Later, Rizzo examined the abandoned car hidden in the bushes off the side of the highway. It was an old Dodge, the engine still hot, ticking in the April morning air with an eerie cadence.

The woman had been stripped naked, sexually assaulted, and savagely beaten in her own car. The medical examiner would later determine there had been at least two assailants involved. At some point, the girl had broken free, terrified and panicked, running blindly from the car and into the path of oncoming highway traffic. There she had been struck with violent force and dragged under a car, then ultimately thrown free from its undercarriage. The terrified driver, hearing her body thump and thrash beneath the floorboard, swerved and skidded off the roadway onto the grass shoulder.
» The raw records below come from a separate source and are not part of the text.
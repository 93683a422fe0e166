//! Butterworth filter design and second-order-section cascades.
//!
//! Coefficients are designed once at startup in f64 via the bilinear
//! transform of the analog Butterworth prototype, then applied per window as
//! an f32 cascade. Section state persists across windows so the cascade runs
//! continuously over the capture stream.

use std::f64::consts::PI;

use thiserror::Error;

/// Filter response type.
#[derive(Debug, Clone, Copy, PartialEq, Eq)]
pub enum FilterKind {
    Lowpass,
    Highpass,
}

/// Design-time failures. These are configuration mistakes and fatal at
/// startup.
#[derive(Debug, Error)]
pub enum FilterError {
    #[error("invalid filter parameter: {0}")]
    InvalidParameter(String),
}

/// One second-order section with the denominator normalized to `a0 = 1`.
#[derive(Debug, Clone, Copy, PartialEq)]
pub struct Sos {
    pub b0: f64,
    pub b1: f64,
    pub b2: f64,
    pub a1: f64,
    pub a2: f64,
}

/// Design an even-order Butterworth filter as cascaded second-order
/// sections.
///
/// The analog prototype's conjugate pole pairs sit at angles
/// `phi_k = pi/2 + (2k-1)*pi/(2N)`; each pair contributes the quadratic
/// `s^2 - 2*wc*cos(phi_k)*s + wc^2`, which is mapped to the z-domain with
/// the bilinear substitution `s = c*(1 - z^-1)/(1 + z^-1)`, `c = 2*fs`. The
/// cutoff is prewarped so the digital -3 dB point lands exactly on
/// `cutoff_hz`.
pub fn design(
    order: usize,
    cutoff_hz: f64,
    sample_rate_hz: f64,
    kind: FilterKind,
) -> Result<Vec<Sos>, FilterError> {
    if order == 0 || order % 2 != 0 {
        return Err(FilterError::InvalidParameter(format!(
            "order must be a positive even number, got {order}"
        )));
    }
    let nyquist = sample_rate_hz / 2.0;
    if !(cutoff_hz > 0.0 && cutoff_hz < nyquist) {
        return Err(FilterError::InvalidParameter(format!(
            "cutoff {cutoff_hz} Hz is outside (0, {nyquist}) Hz"
        )));
    }

    let wc = 2.0 * sample_rate_hz * (PI * cutoff_hz / sample_rate_hz).tan();
    let c = 2.0 * sample_rate_hz;

    let pairs = order / 2;
    let mut sections = Vec::with_capacity(pairs);
    for k in 1..=pairs {
        let phi = PI / 2.0 + (2 * k - 1) as f64 * PI / (2 * order) as f64;
        // Analog denominator s^2 + q1*s + q0 for this pole pair.
        let q1 = -2.0 * wc * phi.cos();
        let q0 = wc * wc;

        // Bilinear transform, multiplied through by (1 + z^-1)^2.
        let a0 = c * c + q1 * c + q0;
        let a1 = 2.0 * (q0 - c * c);
        let a2 = c * c - q1 * c + q0;

        // Lowpass keeps the analog numerator wc^2, highpass keeps s^2.
        let (b0, b1, b2) = match kind {
            FilterKind::Lowpass => (q0, 2.0 * q0, q0),
            FilterKind::Highpass => (c * c, -2.0 * c * c, c * c),
        };

        sections.push(Sos {
            b0: b0 / a0,
            b1: b1 / a0,
            b2: b2 / a0,
            a1: a1 / a0,
            a2: a2 / a0,
        });
    }
    Ok(sections)
}

/// Runtime state of one section, transposed Direct Form II.
#[derive(Debug, Clone)]
struct Stage {
    b0: f32,
    b1: f32,
    b2: f32,
    a1: f32,
    a2: f32,
    z1: f32,
    z2: f32,
}

impl Stage {
    #[inline]
    fn tick(&mut self, x: f32) -> f32 {
        let y = self.b0 * x + self.z1;
        self.z1 = self.b1 * x - self.a1 * y + self.z2;
        self.z2 = self.b2 * x - self.a2 * y;
        y
    }
}

/// A cascade of second-order sections with persistent state.
#[derive(Debug, Clone)]
pub struct SosChain {
    stages: Vec<Stage>,
}

impl SosChain {
    pub fn new(sections: &[Sos]) -> Self {
        let stages = sections
            .iter()
            .map(|s| Stage {
                b0: s.b0 as f32,
                b1: s.b1 as f32,
                b2: s.b2 as f32,
                a1: s.a1 as f32,
                a2: s.a2 as f32,
                z1: 0.0,
                z2: 0.0,
            })
            .collect();
        Self { stages }
    }

    /// Filter one window in place.
    pub fn process(&mut self, samples: &mut [f32]) {
        for stage in &mut self.stages {
            for x in samples.iter_mut() {
                *x = stage.tick(*x);
            }
        }
    }
}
The responding detectives examined the Dodge, but it had yielded no usable clues. The case remained open, no arrest had ever been made.

Now, nearly twenty-seven years later, Joe Rizzo lay on his bed staring at the ceiling.

The dream came periodically. Often, at first, then once or twice a year. Lately, he had gone nearly two years without having it, and Rizzo thought he knew what had triggered it this time.

He swung his legs off the bed and sighed, sitting up and rubbing at his face.